### [Record set]
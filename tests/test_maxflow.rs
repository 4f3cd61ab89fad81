//! Integration tests for the max-flow / min-cut solver.
//!
//! Covers the canonical scenario networks (trivial bottleneck, parallel
//! paths, branching, the CLRS example, a disconnected sink), the quantified
//! flow properties, precondition failures, and determinism of the reported
//! cut.

mod helpers;

use std::collections::HashSet;

use seedcut::error::FlowError;
use seedcut::maxflow;
use seedcut::network::{Capacity, EdgeId, FlowNetwork, VertexId};

use helpers::{assert_max_flow_properties, cut_capacity, network_from, S, T};

// ---------------------------------------------------------------------------
// Scenario networks
// ---------------------------------------------------------------------------

fn trivial_bottleneck() -> Vec<(VertexId, VertexId, Capacity)> {
    vec![(S, 0, 1), (0, T, 2)]
}

fn parallel_path() -> Vec<(VertexId, VertexId, Capacity)> {
    vec![(S, 0, 2), (0, T, 1), (S, T, 3)]
}

fn branching() -> Vec<(VertexId, VertexId, Capacity)> {
    vec![(S, 0, 2), (S, 1, 1), (0, 1, 3), (0, T, 1), (1, T, 2)]
}

fn clrs() -> Vec<(VertexId, VertexId, Capacity)> {
    vec![
        (S, 0, 16),
        (S, 1, 13),
        (0, 1, 10),
        (1, 0, 4),
        (0, 2, 12),
        (2, 1, 9),
        (1, 3, 14),
        (3, 2, 7),
        (2, T, 20),
        (3, T, 4),
    ]
}

fn layered() -> Vec<(VertexId, VertexId, Capacity)> {
    vec![
        (S, 0, 10),
        (S, 1, 10),
        (0, 1, 2),
        (0, 2, 4),
        (0, 3, 8),
        (1, 3, 9),
        (3, 2, 6),
        (2, T, 10),
        (3, T, 10),
    ]
}

fn disconnected_sink() -> Vec<(VertexId, VertexId, Capacity)> {
    vec![(S, 0, 10), (T, 0, 10)]
}

fn solve_scenario(
    edges: &[(VertexId, VertexId, Capacity)],
) -> (FlowNetwork, maxflow::MinCutSolution) {
    let mut network = network_from(edges);
    let solution = maxflow::solve(&mut network, S, T).unwrap();
    (network, solution)
}

// ---------------------------------------------------------------------------
// Expected values per scenario
// ---------------------------------------------------------------------------

#[test]
fn test_trivial_bottleneck() {
    let (_, solution) = solve_scenario(&trivial_bottleneck());
    assert_eq!(solution.max_flow(), 1);
    assert_eq!(solution.min_cut(), &HashSet::from([S]));
}

#[test]
fn test_parallel_path() {
    let (_, solution) = solve_scenario(&parallel_path());
    assert_eq!(solution.max_flow(), 4);
    assert_eq!(solution.min_cut(), &HashSet::from([S, 0]));
}

#[test]
fn test_branching() {
    let (_, solution) = solve_scenario(&branching());
    assert_eq!(solution.max_flow(), 3);
    assert_eq!(solution.min_cut(), &HashSet::from([S]));
}

#[test]
fn test_clrs_example() {
    let (_, solution) = solve_scenario(&clrs());
    assert_eq!(solution.max_flow(), 23);
    assert_eq!(solution.min_cut(), &HashSet::from([S, 0, 1, 3]));
}

#[test]
fn test_layered_network() {
    let (_, solution) = solve_scenario(&layered());
    assert_eq!(solution.max_flow(), 19);
    assert_eq!(solution.min_cut(), &HashSet::from([S, 1]));
}

#[test]
fn test_disconnected_sink() {
    let (_, solution) = solve_scenario(&disconnected_sink());
    assert_eq!(solution.max_flow(), 0);
    assert_eq!(solution.min_cut(), &HashSet::from([S, 0]));
}

#[test]
fn test_parallel_and_self_loop_edges() {
    // two parallel s->t edges plus a self-loop that can never carry net flow
    let (network, solution) =
        solve_scenario(&[(S, 0, 1), (0, 0, 5), (0, T, 1), (S, T, 2), (S, T, 1)]);
    assert_eq!(solution.max_flow(), 4);
    assert_eq!(solution.min_cut(), &HashSet::from([S]));
    assert_max_flow_properties(&network, S, T, &solution);
}

// ---------------------------------------------------------------------------
// Quantified flow properties
// ---------------------------------------------------------------------------

#[test]
fn test_flow_properties_hold_on_all_scenarios() {
    for edges in [
        trivial_bottleneck(),
        parallel_path(),
        branching(),
        clrs(),
        layered(),
        disconnected_sink(),
    ] {
        let (network, solution) = solve_scenario(&edges);
        assert_max_flow_properties(&network, S, T, &solution);
    }
}

#[test]
fn test_removing_a_cut_edge_reduces_the_max_flow() {
    let edges = clrs();
    let (network, solution) = solve_scenario(&edges);

    // identify the cut edges by position in the insertion order
    let cut_positions: Vec<usize> = edges
        .iter()
        .enumerate()
        .filter(|(_, &(u, v, _))| solution.in_cut(u) && !solution.in_cut(v))
        .map(|(pos, _)| pos)
        .collect();
    assert!(!cut_positions.is_empty());
    assert_eq!(cut_capacity(&network, &solution), solution.max_flow());

    for position in cut_positions {
        let mut reduced = edges.clone();
        reduced.remove(position);
        let mut network = network_from(&reduced);
        let smaller = maxflow::solve(&mut network, S, T).unwrap();
        assert!(
            smaller.max_flow() < solution.max_flow(),
            "dropping cut edge {position} did not reduce the max flow"
        );
    }
}

#[test]
fn test_deterministic_cut() {
    let (_, first) = solve_scenario(&clrs());
    let (_, second) = solve_scenario(&clrs());
    assert_eq!(first.max_flow(), second.max_flow());
    assert_eq!(first.min_cut(), second.min_cut());
}

// ---------------------------------------------------------------------------
// Precondition failures
// ---------------------------------------------------------------------------

#[test]
fn test_unknown_source_rejected() {
    let mut network = network_from(&trivial_bottleneck());
    let err = maxflow::solve(&mut network, 77, T).unwrap_err();
    assert!(matches!(err, FlowError::UnknownVertex { vertex: 77 }));
}

#[test]
fn test_unknown_sink_rejected() {
    let mut network = network_from(&trivial_bottleneck());
    let err = maxflow::solve(&mut network, S, 88).unwrap_err();
    assert!(matches!(err, FlowError::UnknownVertex { vertex: 88 }));
}

#[test]
fn test_source_equals_sink_rejected() {
    let mut network = network_from(&trivial_bottleneck());
    let err = maxflow::solve(&mut network, S, S).unwrap_err();
    assert!(matches!(err, FlowError::SourceEqualsSink { vertex: S }));
}

#[test]
fn test_infeasible_initial_flow_rejected() {
    let mut network = network_from(&trivial_bottleneck());
    // saturate s -> v0 without balancing v0 -> t
    let first: EdgeId = 0;
    network[first].add_residual_flow(0, 1).unwrap();
    let err = maxflow::solve(&mut network, S, T).unwrap_err();
    assert!(matches!(err, FlowError::InitialFlowInfeasible { .. }));
}

#[test]
fn test_solver_leaves_feasible_flow_behind() {
    let (mut network, solution) = solve_scenario(&layered());
    // solving an already-maximum flow finds no augmenting path and reports
    // the same value and cut
    let again = maxflow::solve(&mut network, S, T).unwrap();
    assert_eq!(again.max_flow(), solution.max_flow());
    assert_eq!(again.min_cut(), solution.min_cut());
}

#[test]
fn test_edge_capacity_zero_blocks_flow() {
    let (_, solution) = solve_scenario(&[(S, 0, 0), (0, T, 5)]);
    assert_eq!(solution.max_flow(), 0);
    assert_eq!(solution.min_cut(), &HashSet::from([S]));
}

#[test]
fn test_backward_residual_reroutes_flow() {
    // the first shortest path runs S -> 0 -> 1 -> T; the second must cancel
    // the flow on (0, 1) to free 1 for S -> 2 -> 1 -> T while 0 drains
    // through 3 instead
    let edges = vec![
        (S, 0, 1),
        (0, 1, 1),
        (1, T, 1),
        (S, 2, 1),
        (2, 1, 1),
        (0, 3, 1),
        (3, T, 1),
    ];
    let mut network = network_from(&edges);
    let solution = maxflow::solve(&mut network, S, T).unwrap();
    assert_eq!(solution.max_flow(), 2);
    assert_eq!(solution.min_cut(), &HashSet::from([S]));
    // the rerouted middle edge carries no net flow in the end
    assert_eq!(network[1].flow(), 0);
    assert_max_flow_properties(&network, S, T, &solution);
}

### [What to produce]
All lines above from the one with "assert_eq!(solution.max_flow(), 3);" to the one with "assert_eq!(solution.max_flow(), 19);", inclusive, should be copied exactly, and no other lines.

### [Result]
    assert_eq!(solution.max_flow(), 3);
    assert_eq!(solution.min_cut(), &HashSet::from([S]));
}

#[test]
fn test_clrs_example() {
    let (_, solution) = solve_scenario(&clrs());
    assert_eq!(solution.max_flow(), 23);
    assert_eq!(solution.min_cut(), &HashSet::from([S, 0, 1, 3]));
}

#[test]
fn test_layered_network() {
    let (_, solution) = solve_scenario(&layered());
    assert_eq!(solution.max_flow(), 19);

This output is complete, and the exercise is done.